If using -O0, everything seems ok. And print variable *a in while loop, it is still ok.

So I guess it must be the problem of C++ optimization. But How could compiler make such an aggressive optimization for global variable and multi-thread?


Thanks for all answers and comments, I tried to use volatile and it does work. I don't want to use mutex because using mutex in every loop influence the performance.

In fact, I want to do something like this:

  1. A worker thread loops through a global list and does some execution in each while loop.(I don't want use mutex here, because it does not matter even though mistake happens in just one loop)

  2. Some other threads would possibly add items to this list.(mutex used here is ok. because each thread just adds one time)

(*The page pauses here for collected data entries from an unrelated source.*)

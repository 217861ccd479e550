use tokio::sync::mpsc::{self, UnboundedReceiver, UnboundedSender};

use crate::api::dto::{CommentHit, PostHit, SearchPage, Stats};

/// Results coming back from spawned request tasks, applied to App state on
/// the event loop.
#[derive(Debug)]
pub(super) enum Message {
    SearchCompleted {
        posts: SearchPage<PostHit>,
        comments: SearchPage<CommentHit>,
    },
    SearchFailed,
    MorePostsLoaded(SearchPage<PostHit>),
    MorePostsFailed,
    MoreCommentsLoaded(SearchPage<CommentHit>),
    MoreCommentsFailed,
    StatsLoaded(Stats),
}

pub(super) type MessageTx = UnboundedSender<Message>;
pub(super) type MessageRx = UnboundedReceiver<Message>;

pub(super) fn channel() -> (MessageTx, MessageRx) {
    mpsc::unbounded_channel()
}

What should I do correctly?

Waker Leo
  • 129
  • 1
  • 5
  • There's no point in using a mutex in only one of the two threads - it's literally a MUTual EXclusion mechanism. Doesn't work on one side only. – MSalters Sep 02 '16 at 08:25
  • On the last part, what you're describing is called a producer-consumer pattern. You may want to look into [Boost LockFree](http://www.boost.org/doc/libs/1_61_0/doc/html/lockfree.html) which is designed for such patterns. – MSalters Sep 02 '16 at 08:28

2 Answers2

2

The current code allows the compiler to optimize as if there's no threading. And so when the compiler sees a loop with unchanging condition, it can just optimize that away. Or, as seems likely for the behavior you observed, replace the intended memory fetch in the condition with a value from a register.

One way to make this work is to use std::atomic.

I've only dabbled in multithreading in modern C++, for purposes of learning and exploration, but this code's working:

#include <atomic>
#include <array>
#include <thread>
#include <iostream>
using namespace std;

int const nthreads = 2;

void func( atomic<int>* a )
{
    while( a->load() == 0 )
    {}
    cout << "done" << endl;
}

namespace global {
    array<atomic<int>, nthreads> a;     // Zero-initialized automatically.
}  // namespace global

auto main()
    -> int
{
    using namespace std::chrono_literals;

    thread pid[nthreads];
    for( int i = 0; i < nthreads; ++i )
    {
        pid[i] = thread( func, &global::a[i] );
    }

    this_thread::sleep_for( 2ms );
    cout << "finished" << endl;
    for( auto& item : global::a )
    {
        item = ( int( unsigned( -1 ) & 0x0101010101010101 ) );
    }

    for( int i = 0; i < nthreads; ++i) { pid[i].join(); }
}
Cheers and hth. - Alf
  • 142,714
  • 15
  • 209
  • 331
-2

Because the compiler knows nothing about threads. All it does is compile the code it's told to compile.

A compiler is permitted to optimize away redundant code. Here, since the compiler knows it retrieved the value that a pointer is pointing to, once, so it doesn't need to do it again.

There are several ways to do this correctly.

  1. Use volatile, a volatile qualifier explicitly tells the compiler not to optimize away any access to the volatile object.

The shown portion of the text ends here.